(Collected data)
+++++
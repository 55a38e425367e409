use axum::{
    extract::{
        Path, State, WebSocketUpgrade,
        ws::{Message, WebSocket},
    },
    response::Response,
};
use futures::{SinkExt, StreamExt};
use tokio::sync::mpsc;
use tracing::{debug, warn};

use crate::AppState;
use crate::stream::{ClientMessage, ServerMessage};

/// Upgrade to the per-session stream. Attach (with its retry loop) runs
/// after the upgrade so a client connecting right after POST /sessions
/// rides out the relay startup window instead of getting a 404.
pub async fn stream_handler(
    State(state): State<AppState>,
    Path(id): Path<String>,
    ws: WebSocketUpgrade,
) -> Response {
    ws.on_upgrade(move |socket| handle_stream(socket, state, id))
}

async fn handle_stream(socket: WebSocket, state: AppState, session_id: String) {
    let (mut ws_tx, mut ws_rx) = socket.split();
    let (tx, mut rx) = mpsc::channel::<ServerMessage>(100);

    let guard = match state.streams.attach(&session_id, tx.clone()).await {
        Ok(guard) => guard,
        Err(e) => {
            warn!("stream attach failed for session {}: {}", session_id, e);
            let msg = ServerMessage::Error {
                message: e.to_string(),
            };
            if let Ok(json) = serde_json::to_string(&msg) {
                let _ = ws_tx.send(Message::Text(json.into())).await;
            }
            let _ = ws_tx.close().await;
            return;
        }
    };

    // Sender task: everything for the client funnels through one channel.
    let sender_task = tokio::spawn(async move {
        while let Some(msg) = rx.recv().await {
            let json = match serde_json::to_string(&msg) {
                Ok(json) => json,
                Err(e) => {
                    warn!("failed to serialize server message: {}", e);
                    continue;
                }
            };
            if ws_tx.send(Message::Text(json.into())).await.is_err() {
                break;
            }
        }
        let _ = ws_tx.close().await;
    });

    loop {
        tokio::select! {
            _ = guard.cancel.cancelled() => {
                debug!("connection {} to session {} cancelled", guard.conn_id, session_id);
                break;
            }
            msg = ws_rx.next() => {
                match msg {
                    Some(Ok(Message::Text(text))) => {
                        handle_client_message(&state, &guard.session_id, guard.conn_id, &text, &tx)
                            .await;
                    }
                    Some(Ok(Message::Close(_))) | None => break,
                    Some(Ok(_)) => {} // binary and transport ping/pong ignored
                    Some(Err(e)) => {
                        debug!("websocket error on session {}: {}", session_id, e);
                        break;
                    }
                }
            }
        }
    }

    state.streams.detach(&session_id, guard.conn_id).await;
    sender_task.abort();
}

async fn handle_client_message(
    state: &AppState,
    session_id: &str,
    conn_id: u64,
    text: &str,
    tx: &mpsc::Sender<ServerMessage>,
) {
    let msg = match serde_json::from_str::<ClientMessage>(text) {
        Ok(msg) => msg,
        Err(e) => {
            let _ = tx
                .send(ServerMessage::Error {
                    message: format!("invalid message: {}", e),
                })
                .await;
            return;
        }
    };

    match msg {
        ClientMessage::Input { data } => {
            state.streams.note_activity(session_id, conn_id).await;
            if let Err(e) = state.registry.write_input(session_id, data.as_bytes()).await {
                let _ = tx
                    .send(ServerMessage::Error {
                        message: e.to_string(),
                    })
                    .await;
            }
        }
        ClientMessage::Resize { rows, cols } => {
            if let Err(e) = state.registry.resize(session_id, rows, cols).await {
                let _ = tx
                    .send(ServerMessage::Error {
                        message: e.to_string(),
                    })
                    .await;
            }
        }
        ClientMessage::Ping => {
            state.streams.note_activity(session_id, conn_id).await;
            let _ = tx.send(ServerMessage::Pong).await;
        }
        ClientMessage::Replay => {
            state.streams.replay(session_id).await;
        }
    }
}
//! Typed session events on a shared broadcast bus.
//!
//! Every mutating component publishes here after its state change is
//! applied in memory, so subscribers never observe a state that was later
//! rolled back. Delivery is best-effort: a lagging subscriber loses the
//! oldest events rather than back-pressuring the publisher.

use tokio::sync::broadcast;

use crate::breaker::CircuitState;

/// Bounded bus capacity. Overflow drops the oldest events for the slow
/// subscriber only; the data path is never blocked.
pub const EVENT_BUS_CAPACITY: usize = 1024;

#[derive(Clone, Debug)]
pub enum SessionEvent {
    Created {
        session_id: String,
        project_id: String,
    },
    Suspended {
        project_id: String,
        session_ids: Vec<String>,
    },
    Resumed {
        project_id: String,
        session_ids: Vec<String>,
    },
    Closed {
        session_id: String,
        project_id: String,
    },
    FocusChanged {
        project_id: String,
        session_id: String,
        focused: bool,
    },
    ProcessExited {
        session_id: String,
        exit_code: Option<i32>,
    },
    ConnectionAttached {
        session_id: String,
    },
    ConnectionDetached {
        session_id: String,
    },
    BufferOverflow {
        session_id: String,
        dropped_chunks: u64,
    },
    CircuitTransition {
        from: CircuitState,
        to: CircuitState,
    },
}

pub type EventBus = broadcast::Sender<SessionEvent>;

pub fn create_event_bus() -> EventBus {
    let (tx, _) = broadcast::channel(EVENT_BUS_CAPACITY);
    tx
}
+++++
Required work
Determine the number of lines in the data above that contain the word "into", and provide only that figure.

Response for this exercise
2